■ PROBLEM TO SOLVE
Using the entries below, output each line exactly from the first through the one that contains "with numbered sentences".

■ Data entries

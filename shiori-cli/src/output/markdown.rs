//! Markdown output formatter

use super::{direction_label, render_sentence, OutputFormatter};
use anyhow::Result;
use shiori_core::AnnotatedText;
use std::io::Write;

/// Markdown formatter - a section per text with numbered sentences
pub struct MarkdownFormatter<W: Write> {
    writer: W,
    show_lemmas: bool,
    text_count: usize,
    sentence_count: usize,
    word_count: usize,
}

impl<W: Write> MarkdownFormatter<W> {
    /// Create a new markdown formatter
    pub fn new(writer: W, show_lemmas: bool) -> Self {
        Self {
            writer,
            show_lemmas,
            text_count: 0,
            sentence_count: 0,
            word_count: 0,
        }
    }
}

impl<W: Write + Send + Sync> OutputFormatter for MarkdownFormatter<W> {
    fn format_text(&mut self, source: &str, text: &AnnotatedText) -> Result<()> {
        self.text_count += 1;
        self.sentence_count += text.sentences().len();
        self.word_count += text.word_count();

        writeln!(self.writer, "## {source}")?;
        writeln!(self.writer)?;
        writeln!(
            self.writer,
            "*Language: {} ({})*",
            text.language,
            direction_label(text.direction)
        )?;
        writeln!(self.writer)?;
        for (i, sentence) in text.sentences().iter().enumerate() {
            writeln!(
                self.writer,
                "{}. {}",
                i + 1,
                render_sentence(text, sentence, self.show_lemmas)
            )?;
        }
        writeln!(self.writer)?;
        Ok(())
    }

    fn finish(&mut self) -> Result<()> {
        writeln!(self.writer, "---")?;
        writeln!(
            self.writer,
            "*Total texts: {}, sentences: {}, words: {}*",
            self.text_count, self.sentence_count, self.word_count
        )?;
        self.writer.flush()?;
        Ok(())
    }
}

#[cfg(test)]
mod tests {
    use super::*;
    use crate::output::test_support::sample;

    #[test]
    fn test_markdown_output() {
        let mut buf = Vec::new();
        {
            let mut formatter = MarkdownFormatter::new(&mut buf, false);
            formatter.format_text("story.txt", &sample()).unwrap();
            formatter.finish().unwrap();
        }
        let out = String::from_utf8(buf).unwrap();
        assert!(out.starts_with("## story.txt\n\n*Language: en (ltr)*\n\n"));
        assert!(out.contains("1. I gave up [ice cream] .\n2. It was hard .\n"));
        assert!(out.ends_with("---\n*Total texts: 1, sentences: 2, words: 8*\n"));
    }
}
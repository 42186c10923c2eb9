//! CLI command implementations

use anyhow::Result;
use clap::Subcommand;

pub mod generate_config;
pub mod list;
pub mod tokenize;
pub mod validate;

pub use list::ListCommands;

/// Available CLI commands
#[derive(Debug, Subcommand)]
pub enum Commands {
    /// Tokenize text files into sentences, tokens and multi-word groups
    Tokenize(tokenize::TokenizeArgs),

    /// Validate a language configuration file
    Validate(validate::ValidateArgs),

    /// Generate a language configuration template
    GenerateConfig(generate_config::GenerateConfigArgs),

    /// List available components
    List {
        #[command(subcommand)]
        subcommand: ListCommands,
    },
}

impl Commands {
    /// Run the selected command
    pub fn execute(&self) -> Result<()> {
        match self {
            Commands::Tokenize(args) => args.execute(),
            Commands::Validate(args) => args.execute(),
            Commands::GenerateConfig(args) => args.execute(),
            Commands::List { subcommand } => subcommand.execute(),
        }
    }
}
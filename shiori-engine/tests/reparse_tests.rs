//! Bulk re-tokenization through the public API

use shiori_engine::shiori_core::{
    language, AnnotatedText, MultiWordTerm, TermId, VocabularySnapshot,
};
use shiori_engine::*;
use std::collections::BTreeMap;
use std::sync::{Arc, Mutex};

#[derive(Default)]
struct MemoryStore {
    texts: Mutex<BTreeMap<TextId, AnnotatedText>>,
}

impl TextSink for MemoryStore {
    fn store(&self, id: TextId, text: &AnnotatedText) -> std::result::Result<(), SinkError> {
        self.texts.lock().unwrap().insert(id, text.clone());
        Ok(())
    }
}

fn records(contents: &[&str]) -> Vec<TextRecord> {
    contents
        .iter()
        .enumerate()
        .map(|(i, content)| TextRecord::new(i as u64 + 1, *content))
        .collect()
}

#[test]
fn test_reparse_stores_groups_per_text() {
    let pipeline = Pipeline::with_defaults().unwrap();
    let profile = language::builtin("en").unwrap();
    let snapshot = VocabularySnapshot::new([MultiWordTerm::new(TermId(7), ["give", "up"])]);
    let store = MemoryStore::default();

    let texts = records(&["Never give up.", "They gave up.", "Give up now. Or not."]);
    let report = ReparseJob::new(&pipeline, &profile, &snapshot)
        .run(&texts, Some(&store))
        .unwrap();

    assert!(report.is_complete());
    let stored = store.texts.lock().unwrap();
    assert_eq!(stored.len(), 3);
    assert_eq!(stored[&TextId(1)].groups.len(), 1);
    assert!(stored[&TextId(2)].groups.is_empty());
    assert_eq!(stored[&TextId(3)].groups[0].term_id, TermId(7));
    assert_eq!(stored[&TextId(3)].sentences().len(), 2);
}

#[test]
fn test_outcomes_follow_input_order() {
    let pipeline = Pipeline::with_defaults().unwrap();
    let profile = language::builtin("en").unwrap();
    let snapshot = VocabularySnapshot::default();

    let contents: Vec<String> = (0..40).map(|i| format!("Text {i} is here.")).collect();
    let texts: Vec<TextRecord> = contents
        .iter()
        .enumerate()
        .map(|(i, c)| TextRecord::new(i as u64, c.clone()))
        .collect();

    let report = ReparseJob::new(&pipeline, &profile, &snapshot)
        .options(ReparseOptions {
            continue_on_error: true,
            threads: Some(4),
        })
        .run(&texts, None)
        .unwrap();

    let ids: Vec<u64> = report.outcomes().iter().map(|(id, _)| id.0).collect();
    assert_eq!(ids, (0..40).collect::<Vec<_>>());
    assert_eq!(report.completed(), 40);
}

#[test]
fn test_observer_sees_every_text() {
    let pipeline = Pipeline::with_defaults().unwrap();
    let profile = language::builtin("en").unwrap();
    let snapshot = VocabularySnapshot::default();
    let seen = Arc::new(Mutex::new(Vec::new()));
    let sink = Arc::clone(&seen);

    let report = ReparseJob::new(&pipeline, &profile, &snapshot)
        .on_outcome(move |id, outcome| sink.lock().unwrap().push((id, outcome.is_completed())))
        .run(&records(&["One.", "Two.", "Three."]), None)
        .unwrap();

    let mut seen = seen.lock().unwrap().clone();
    seen.sort();
    assert_eq!(
        seen,
        vec![(TextId(1), true), (TextId(2), true), (TextId(3), true)]
    );
    assert!(!report.was_cancelled());
}

#[cfg(unix)]
mod external {
    use super::*;
    use shiori_engine::shiori_core::{
        ExternalParserConfig, InputMode, LanguageProfile, OutputFormat,
    };

    /// Echoes its input unless it contains "bad"
    fn picky_profile() -> LanguageProfile {
        let parser = ExternalParserConfig::new(
            "picky",
            "Picky parser",
            "sh",
            vec![
                "-c".to_string(),
                r#"input=$(cat); case "$input" in *bad*) echo rejected >&2; exit 1;; esac; printf '%s' "$input""#
                    .to_string(),
            ],
            InputMode::Stdin,
            OutputFormat::Wakati,
        )
        .unwrap();
        LanguageProfile::builder("picky")
            .word_chars("a-z")
            .parser(parser)
            .build()
            .unwrap()
    }

    #[test]
    fn test_failure_stops_run_by_default() {
        let pipeline = Pipeline::with_defaults().unwrap();
        let profile = picky_profile();
        let snapshot = VocabularySnapshot::default();
        let store = MemoryStore::default();

        let report = ReparseJob::new(&pipeline, &profile, &snapshot)
            .options(ReparseOptions {
                continue_on_error: false,
                threads: Some(1),
            })
            .run(&records(&["fine text.", "bad text.", "more text."]), Some(&store))
            .unwrap();

        assert_eq!(report.completed(), 1);
        assert_eq!(report.failed(), 1);
        assert_eq!(
            report.outcome(TextId(3)),
            Some(&TextOutcome::Skipped(SkipReason::StoppedAfterFailure))
        );
        let stored = store.texts.lock().unwrap();
        assert_eq!(stored.keys().copied().collect::<Vec<_>>(), vec![TextId(1)]);
    }

    #[test]
    fn test_continue_on_error_processes_the_rest() {
        let pipeline = Pipeline::with_defaults().unwrap();
        let profile = picky_profile();
        let snapshot = VocabularySnapshot::default();
        let store = MemoryStore::default();

        let report = ReparseJob::new(&pipeline, &profile, &snapshot)
            .options(ReparseOptions {
                continue_on_error: true,
                threads: Some(2),
            })
            .run(&records(&["fine text.", "bad text.", "more text."]), Some(&store))
            .unwrap();

        assert_eq!(report.completed(), 2);
        assert_eq!(report.failed(), 1);
        match report.outcome(TextId(2)) {
            Some(TextOutcome::Failed(reason)) => assert!(reason.contains("rejected")),
            other => panic!("unexpected outcome {other:?}"),
        }
        let stored = store.texts.lock().unwrap();
        assert!(!stored.contains_key(&TextId(2)));
        assert_eq!(stored.len(), 2);
    }
}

■ SOLUTION TO THE PROBLEM
filename shiori-cli/src/output/markdown.rs
//! Markdown output formatter

use super::{direction_label, render_sentence, OutputFormatter};
use anyhow::Result;
use shiori_core::AnnotatedText;
use std::io::Write;

/// Markdown formatter - a section per text with numbered sentences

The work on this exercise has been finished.